(Stored data)
+---+

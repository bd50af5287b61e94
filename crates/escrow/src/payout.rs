//! Payout scheduler — sequences the two-stage escrow release to space
//! owners. Stage amounts are fixed by the booking's pricing quote: the
//! install stage pays the installation fee, the rental stage pays the rest
//! of the owner payout.

use std::sync::Arc;

use chrono::Utc;
use dashmap::DashMap;
use tracing::{info, warn};
use uuid::Uuid;

use adspace_core::error::{MarketError, MarketResult};
use adspace_core::event_bus::{make_event, noop_sink, EventSink};
use adspace_core::payments::{PaymentGateway, TransferOutcome};
use adspace_core::types::{Booking, BookingStatus, EventType, Payout, PayoutStage, PayoutStatus};

/// Creates, transfers and retries the per-stage payout records.
#[derive(Clone)]
pub struct PayoutScheduler {
    payouts: Arc<DashMap<Uuid, Payout>>,
    by_booking_stage: Arc<DashMap<(Uuid, PayoutStage), Uuid>>,
    gateway: Arc<dyn PaymentGateway>,
    event_sink: Arc<dyn EventSink>,
}

impl std::fmt::Debug for PayoutScheduler {
    fn fmt(&self, f: &mut std::fmt::Formatter<'_>) -> std::fmt::Result {
        f.debug_struct("PayoutScheduler")
            .field("payouts", &self.payouts.len())
            .finish()
    }
}

impl PayoutScheduler {
    pub fn new(gateway: Arc<dyn PaymentGateway>) -> Self {
        Self {
            payouts: Arc::new(DashMap::new()),
            by_booking_stage: Arc::new(DashMap::new()),
            gateway,
            event_sink: noop_sink(),
        }
    }

    /// Attach an event sink for emitting notification events.
    pub fn with_event_sink(mut self, sink: Arc<dyn EventSink>) -> Self {
        self.event_sink = sink;
        self
    }

    pub fn get(&self, payout_id: Uuid) -> MarketResult<Payout> {
        self.payouts
            .get(&payout_id)
            .map(|r| r.value().clone())
            .ok_or(MarketError::NotFound {
                entity: "payout",
                id: payout_id,
            })
    }

    pub fn list_by_booking(&self, booking_id: Uuid) -> Vec<Payout> {
        self.payouts
            .iter()
            .filter(|r| r.booking_id == booking_id)
            .map(|r| r.value().clone())
            .collect()
    }

    /// Release the install-stage payout. Legal once the proof is approved,
    /// i.e. the booking reached `Verified` (or has progressed past it).
    pub fn release_install_stage(&self, booking: &Booking) -> MarketResult<Payout> {
        if !matches!(
            booking.status,
            BookingStatus::Verified | BookingStatus::Completed
        ) {
            return Err(MarketError::StateViolation {
                from: booking.status,
                action: "release_install_payout",
            });
        }
        self.release(booking, PayoutStage::Install, booking.pricing.installation_fee)
    }

    /// Release the rental-stage payout. Legal once the booking completed.
    pub fn release_rental_stage(&self, booking: &Booking) -> MarketResult<Payout> {
        if booking.status != BookingStatus::Completed {
            return Err(MarketError::StateViolation {
                from: booking.status,
                action: "release_rental_payout",
            });
        }
        self.release(booking, PayoutStage::Rental, booking.pricing.rental_portion())
    }

    /// Retry a failed payout in place. Never creates a duplicate record.
    pub fn retry(&self, payout_id: Uuid) -> MarketResult<Payout> {
        let payout = self.get(payout_id)?;
        if payout.held {
            return Err(MarketError::Validation(
                "payout is held pending dispute resolution".into(),
            ));
        }
        if payout.status != PayoutStatus::Failed {
            return Err(MarketError::Validation(format!(
                "only failed payouts can be retried (status: {:?})",
                payout.status
            )));
        }
        self.transfer(payout_id)
    }

    /// Re-trigger any stage releases that are due for this booking's
    /// current status. Used after a dispute hold is lifted.
    pub fn release_due_stages(&self, booking: &Booking) -> Vec<MarketResult<Payout>> {
        let mut results = Vec::new();
        if matches!(
            booking.status,
            BookingStatus::Verified | BookingStatus::Completed
        ) {
            results.push(self.release_install_stage(booking));
        }
        if booking.status == BookingStatus::Completed {
            results.push(self.release_rental_stage(booking));
        }
        results
    }

    /// Block every not-yet-settled payout for this booking from release.
    /// Held payouts are not cancelled; they resume after resolution.
    pub fn hold_for_dispute(&self, booking_id: Uuid) {
        for mut entry in self.payouts.iter_mut() {
            if entry.booking_id == booking_id
                && !matches!(
                    entry.status,
                    PayoutStatus::Completed | PayoutStatus::PartiallyPaid
                )
            {
                entry.held = true;
            }
        }
        info!(booking_id = %booking_id, "Payouts held for dispute");
    }

    /// Lift the dispute hold. Un-transferred records become releasable
    /// again; the caller re-triggers the stage releases that are now due.
    pub fn release_hold(&self, booking_id: Uuid) {
        for mut entry in self.payouts.iter_mut() {
            if entry.booking_id == booking_id {
                entry.held = false;
            }
        }
        info!(booking_id = %booking_id, "Payout hold released");
    }

    /// Idempotent stage release: at most one payout record per
    /// (booking, stage). Existing settled or in-flight records are returned
    /// unchanged; a failed or never-transferred record is (re)processed.
    fn release(
        &self,
        booking: &Booking,
        stage: PayoutStage,
        amount: f64,
    ) -> MarketResult<Payout> {
        if amount <= 0.0 {
            return Err(MarketError::Validation(format!(
                "{:?}-stage payout amount must be positive",
                stage
            )));
        }

        if let Some(existing_id) = self
            .by_booking_stage
            .get(&(booking.id, stage))
            .map(|r| *r.value())
        {
            let existing = self.get(existing_id)?;
            if existing.held {
                return Ok(existing);
            }
            return match existing.status {
                PayoutStatus::Pending | PayoutStatus::Failed => self.transfer(existing_id),
                _ => Ok(existing),
            };
        }

        let payout = Payout {
            id: Uuid::new_v4(),
            booking_id: booking.id,
            owner_id: booking.owner_id,
            stage,
            amount,
            status: PayoutStatus::Pending,
            held: false,
            external_ref: None,
            failure_reason: None,
            created_at: Utc::now(),
            processed_at: None,
        };
        let payout_id = payout.id;
        self.by_booking_stage.insert((booking.id, stage), payout_id);
        self.payouts.insert(payout_id, payout);

        info!(
            booking_id = %booking.id,
            payout_id = %payout_id,
            ?stage,
            amount,
            "Payout created"
        );
        self.transfer(payout_id)
    }

    fn transfer(&self, payout_id: Uuid) -> MarketResult<Payout> {
        let (booking_id, owner_id, amount) = {
            let mut entry = self.payouts.get_mut(&payout_id).ok_or(MarketError::NotFound {
                entity: "payout",
                id: payout_id,
            })?;
            entry.status = PayoutStatus::Processing;
            (entry.booking_id, entry.owner_id, entry.amount)
        };

        let outcome = self.gateway.transfer_to_owner(booking_id, owner_id, amount);

        let mut entry = self.payouts.get_mut(&payout_id).ok_or(MarketError::NotFound {
            entity: "payout",
            id: payout_id,
        })?;
        let now = Utc::now();
        match outcome {
            TransferOutcome::Settled { reference } => {
                entry.status = PayoutStatus::Completed;
                entry.external_ref = Some(reference);
                entry.failure_reason = None;
                entry.processed_at = Some(now);
            }
            TransferOutcome::PartiallySettled {
                reference,
                settled_amount,
            } => {
                entry.status = PayoutStatus::PartiallyPaid;
                entry.external_ref = Some(reference);
                entry.failure_reason = Some(format!(
                    "only {:.2} of {:.2} settled",
                    settled_amount, amount
                ));
                entry.processed_at = Some(now);
            }
            TransferOutcome::Failed { reason } => {
                entry.status = PayoutStatus::Failed;
                entry.failure_reason = Some(reason);
                entry.processed_at = Some(now);
            }
        }
        let updated = entry.value().clone();
        drop(entry);

        match updated.status {
            PayoutStatus::Completed => {
                info!(payout_id = %payout_id, booking_id = %booking_id, "Payout settled");
                self.event_sink.emit(make_event(
                    EventType::PayoutReleased,
                    booking_id,
                    Some(payout_id),
                    None,
                ));
            }
            PayoutStatus::PartiallyPaid => {
                warn!(payout_id = %payout_id, booking_id = %booking_id, "Payout partially settled");
                self.event_sink.emit(make_event(
                    EventType::PayoutFailed,
                    booking_id,
                    Some(payout_id),
                    updated.failure_reason.clone(),
                ));
            }
            _ => {
                warn!(payout_id = %payout_id, booking_id = %booking_id, "Payout failed");
                self.event_sink.emit(make_event(
                    EventType::PayoutFailed,
                    booking_id,
                    Some(payout_id),
                    updated.failure_reason.clone(),
                ));
            }
        }
        Ok(updated)
    }
}
//! Deadline sweep — the marketplace keeps no timers. All wall-clock
//! deadlines (missed installation windows, proof auto-approval, campaign
//! completion) are enforced lazily by this runner, driven on a schedule or
//! on demand.

use chrono::{DateTime, Utc};
use serde::Serialize;
use tracing::{info, warn};
use uuid::Uuid;

use adspace_booking::{BookingEngine, WindowPhase};
use adspace_core::types::{BookingStatus, RefundTrigger};
use adspace_escrow::{PayoutScheduler, RefundCoordinator};
use adspace_verification::ProofEngine;

/// Outcome of one sweep pass. Lists the bookings acted on this pass, so
/// an immediate re-run reports everything empty.
#[derive(Debug, Default, Clone, Serialize)]
pub struct SweepReport {
    pub cancelled: Vec<Uuid>,
    pub auto_approved: Vec<Uuid>,
    pub completed: Vec<Uuid>,
    pub payouts_released: Vec<Uuid>,
    pub errors: Vec<String>,
}

/// Runs the deadline phases in order. Each booking is handled
/// independently; one failure is recorded and never aborts the pass.
#[derive(Clone, Debug)]
pub struct SweepRunner {
    bookings: BookingEngine,
    proofs: ProofEngine,
    payouts: PayoutScheduler,
    refunds: RefundCoordinator,
}

impl SweepRunner {
    pub fn new(
        bookings: BookingEngine,
        proofs: ProofEngine,
        payouts: PayoutScheduler,
        refunds: RefundCoordinator,
    ) -> Self {
        Self {
            bookings,
            proofs,
            payouts,
            refunds,
        }
    }

    pub fn run(&self, now: DateTime<Utc>) -> SweepReport {
        let mut report = SweepReport::default();
        self.cancel_missed_windows(now, &mut report);
        self.auto_approve_proofs(now, &mut report);
        self.complete_ended_campaigns(now, &mut report);
        info!(
            cancelled = report.cancelled.len(),
            auto_approved = report.auto_approved.len(),
            completed = report.completed.len(),
            payouts_released = report.payouts_released.len(),
            errors = report.errors.len(),
            "Sweep pass finished"
        );
        report
    }

    /// Paid bookings whose installation window closed without the owner
    /// marking installation are cancelled and refunded in full.
    fn cancel_missed_windows(&self, now: DateTime<Utc>, report: &mut SweepReport) {
        let mut candidates = self.bookings.list_by_status(BookingStatus::Paid);
        candidates.extend(self.bookings.list_by_status(BookingStatus::FileDownloaded));

        for booking in candidates {
            let status = match self.bookings.window_status(booking.id, now) {
                Ok(s) => s,
                Err(e) => {
                    report.errors.push(format!("window {}: {}", booking.id, e));
                    continue;
                }
            };
            if status.phase != WindowPhase::Closed {
                continue;
            }
            match self
                .bookings
                .cancel_booking(booking.id, "installation window missed")
            {
                Ok(cancelled) => {
                    report.cancelled.push(cancelled.id);
                    if let Err(e) =
                        self.refunds
                            .issue_refund(&cancelled, RefundTrigger::MissedInstallation, None)
                    {
                        warn!(booking_id = %booking.id, error = %e, "Missed-window refund failed");
                        report.errors.push(format!("refund {}: {}", booking.id, e));
                    }
                }
                Err(e) => {
                    report.errors.push(format!("cancel {}: {}", booking.id, e));
                }
            }
        }
    }

    /// Pending proofs past their review deadline auto-approve, which also
    /// makes the install-stage payout due.
    fn auto_approve_proofs(&self, now: DateTime<Utc>, report: &mut SweepReport) {
        for proof in self.proofs.sweep_auto_approvals(now) {
            report.auto_approved.push(proof.booking_id);
            match self.bookings.get(proof.booking_id) {
                Ok(booking) => match self.payouts.release_install_stage(&booking) {
                    Ok(payout) => report.payouts_released.push(payout.id),
                    Err(e) => report
                        .errors
                        .push(format!("install payout {}: {}", booking.id, e)),
                },
                Err(e) => report.errors.push(format!("booking {}: {}", proof.booking_id, e)),
            }
        }
    }

    /// Verified bookings past their campaign end date complete, releasing
    /// the rental-stage payout. Disputed bookings are untouched; they
    /// complete on a later pass once the dispute resolves.
    fn complete_ended_campaigns(&self, now: DateTime<Utc>, report: &mut SweepReport) {
        for booking in self.bookings.list_by_status(BookingStatus::Verified) {
            if now <= booking.end_date {
                continue;
            }
            match self.bookings.complete_booking(booking.id, now) {
                Ok(completed) => {
                    report.completed.push(completed.id);
                    match self.payouts.release_rental_stage(&completed) {
                        Ok(payout) => report.payouts_released.push(payout.id),
                        Err(e) => report
                            .errors
                            .push(format!("rental payout {}: {}", booking.id, e)),
                    }
                }
                Err(e) => {
                    report.errors.push(format!("complete {}: {}", booking.id, e));
                }
            }
        }
    }
}

#[cfg(test)]
mod tests {
    use super::*;
    use std::sync::Arc;

    use chrono::TimeZone;
    use uuid::Uuid;

    use adspace_booking::{BookingStore, CreateBookingRequest};
    use adspace_core::payments::MockPaymentGateway;
    use adspace_core::types::{PayoutStage, PayoutStatus, ProofStatus, RefundStatus};

    fn utc(y: i32, m: u32, d: u32, h: u32) -> DateTime<Utc> {
        Utc.with_ymd_and_hms(y, m, d, h, 0, 0).unwrap()
    }

    struct Fixture {
        bookings: BookingEngine,
        proofs: ProofEngine,
        payouts: PayoutScheduler,
        refunds: RefundCoordinator,
        runner: SweepRunner,
    }

    fn fixture() -> Fixture {
        let bookings = BookingEngine::new(Arc::new(BookingStore::new()), 7);
        let proofs = ProofEngine::new(bookings.clone(), 48);
        let gateway = Arc::new(MockPaymentGateway::new());
        let payouts = PayoutScheduler::new(gateway.clone());
        let refunds = RefundCoordinator::new(gateway);
        let runner = SweepRunner::new(
            bookings.clone(),
            proofs.clone(),
            payouts.clone(),
            refunds.clone(),
        );
        Fixture {
            bookings,
            proofs,
            payouts,
            refunds,
            runner,
        }
    }

    fn paid_booking(f: &Fixture, start: DateTime<Utc>, end: DateTime<Utc>) -> Uuid {
        let booking = f
            .bookings
            .create_booking(CreateBookingRequest {
                space_id: Uuid::new_v4(),
                campaign_id: Uuid::new_v4(),
                advertiser_id: Uuid::new_v4(),
                owner_id: Uuid::new_v4(),
                start_date: start,
                end_date: end,
                price_per_day: 50.0,
                installation_fee: 100.0,
                platform_fee_percent: 10.0,
            })
            .unwrap();
        f.bookings.approve_booking(booking.id).unwrap();
        f.bookings.confirm_payment(booking.id).unwrap();
        booking.id
    }

    #[test]
    fn test_missed_window_cancelled_and_refunded() {
        let f = fixture();
        let id = paid_booking(&f, utc(2026, 3, 1, 0), utc(2026, 3, 30, 0));

        // Window still open: nothing happens.
        let report = f.runner.run(utc(2026, 3, 5, 0));
        assert!(report.cancelled.is_empty());

        // Window closed (campaign start + 8 days): cancel plus full refund.
        let report = f.runner.run(utc(2026, 3, 12, 0));
        assert_eq!(report.cancelled, vec![id]);
        assert!(report.errors.is_empty());
        assert_eq!(
            f.bookings.get(id).unwrap().status,
            BookingStatus::Cancelled
        );
        let refunds = f.refunds.list_by_booking(id);
        assert_eq!(refunds.len(), 1);
        assert_eq!(refunds[0].status, RefundStatus::Issued);
    }

    #[test]
    fn test_sweep_is_idempotent() {
        let f = fixture();
        let id = paid_booking(&f, utc(2026, 3, 1, 0), utc(2026, 3, 30, 0));

        let first = f.runner.run(utc(2026, 3, 12, 0));
        assert_eq!(first.cancelled, vec![id]);

        // Re-running takes no further action and issues no second refund.
        let second = f.runner.run(utc(2026, 3, 12, 1));
        assert!(second.cancelled.is_empty());
        assert!(second.errors.is_empty());
        assert_eq!(f.refunds.list_by_booking(id).len(), 1);
    }

    #[test]
    fn test_auto_approval_releases_install_payout() {
        let f = fixture();
        let id = paid_booking(&f, utc(2026, 3, 1, 0), utc(2026, 3, 30, 0));
        f.bookings.mark_file_downloaded(id).unwrap();
        f.bookings.mark_installed(id, utc(2026, 3, 1, 9)).unwrap();
        f.proofs
            .submit_proof(id, vec!["front.jpg".into()], utc(2026, 3, 1, 10))
            .unwrap();

        // Before the 48h deadline: untouched.
        let report = f.runner.run(utc(2026, 3, 2, 10));
        assert!(report.auto_approved.is_empty());

        let report = f.runner.run(utc(2026, 3, 3, 11));
        assert_eq!(report.auto_approved, vec![id]);
        assert_eq!(report.payouts_released.len(), 1);
        assert_eq!(
            f.proofs.get_by_booking(id).unwrap().status,
            ProofStatus::Approved
        );
        assert_eq!(f.bookings.get(id).unwrap().status, BookingStatus::Verified);
        let payouts = f.payouts.list_by_booking(id);
        assert_eq!(payouts.len(), 1);
        assert_eq!(payouts[0].stage, PayoutStage::Install);
        assert_eq!(payouts[0].status, PayoutStatus::Completed);
    }

    #[test]
    fn test_ended_campaign_completes_with_rental_payout() {
        let f = fixture();
        let id = paid_booking(&f, utc(2026, 3, 1, 0), utc(2026, 3, 30, 0));
        f.bookings.mark_file_downloaded(id).unwrap();
        f.bookings.mark_installed(id, utc(2026, 3, 1, 9)).unwrap();
        f.proofs
            .submit_proof(id, vec!["front.jpg".into()], utc(2026, 3, 1, 10))
            .unwrap();
        f.proofs
            .get_by_booking(id)
            .map(|p| f.proofs.approve_proof(p.id, utc(2026, 3, 2, 0)).unwrap())
            .unwrap();
        f.payouts
            .release_install_stage(&f.bookings.get(id).unwrap())
            .unwrap();

        // Campaign still running: not completed.
        let report = f.runner.run(utc(2026, 3, 20, 0));
        assert!(report.completed.is_empty());

        let report = f.runner.run(utc(2026, 3, 31, 0));
        assert_eq!(report.completed, vec![id]);
        assert_eq!(report.payouts_released.len(), 1);
        assert_eq!(f.bookings.get(id).unwrap().status, BookingStatus::Completed);
        let payouts = f.payouts.list_by_booking(id);
        assert_eq!(payouts.len(), 2);
    }
}
//! Proof verification — installation-proof submission, advertiser
//! decisions, and lazy auto-approval for the AdSpace Exchange marketplace.

pub mod engine;

pub use engine::ProofEngine;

+---+

[AIM OF THE EXERCISE] Search the entries above for "ProofEngine". Show every line that has it.

[THE COMPLETED TASK]
use adspace_verification::ProofEngine;
    proofs: ProofEngine,
        proofs: ProofEngine,
        proofs: ProofEngine,
        let proofs = ProofEngine::new(bookings.clone(), 48);
pub use engine::ProofEngine;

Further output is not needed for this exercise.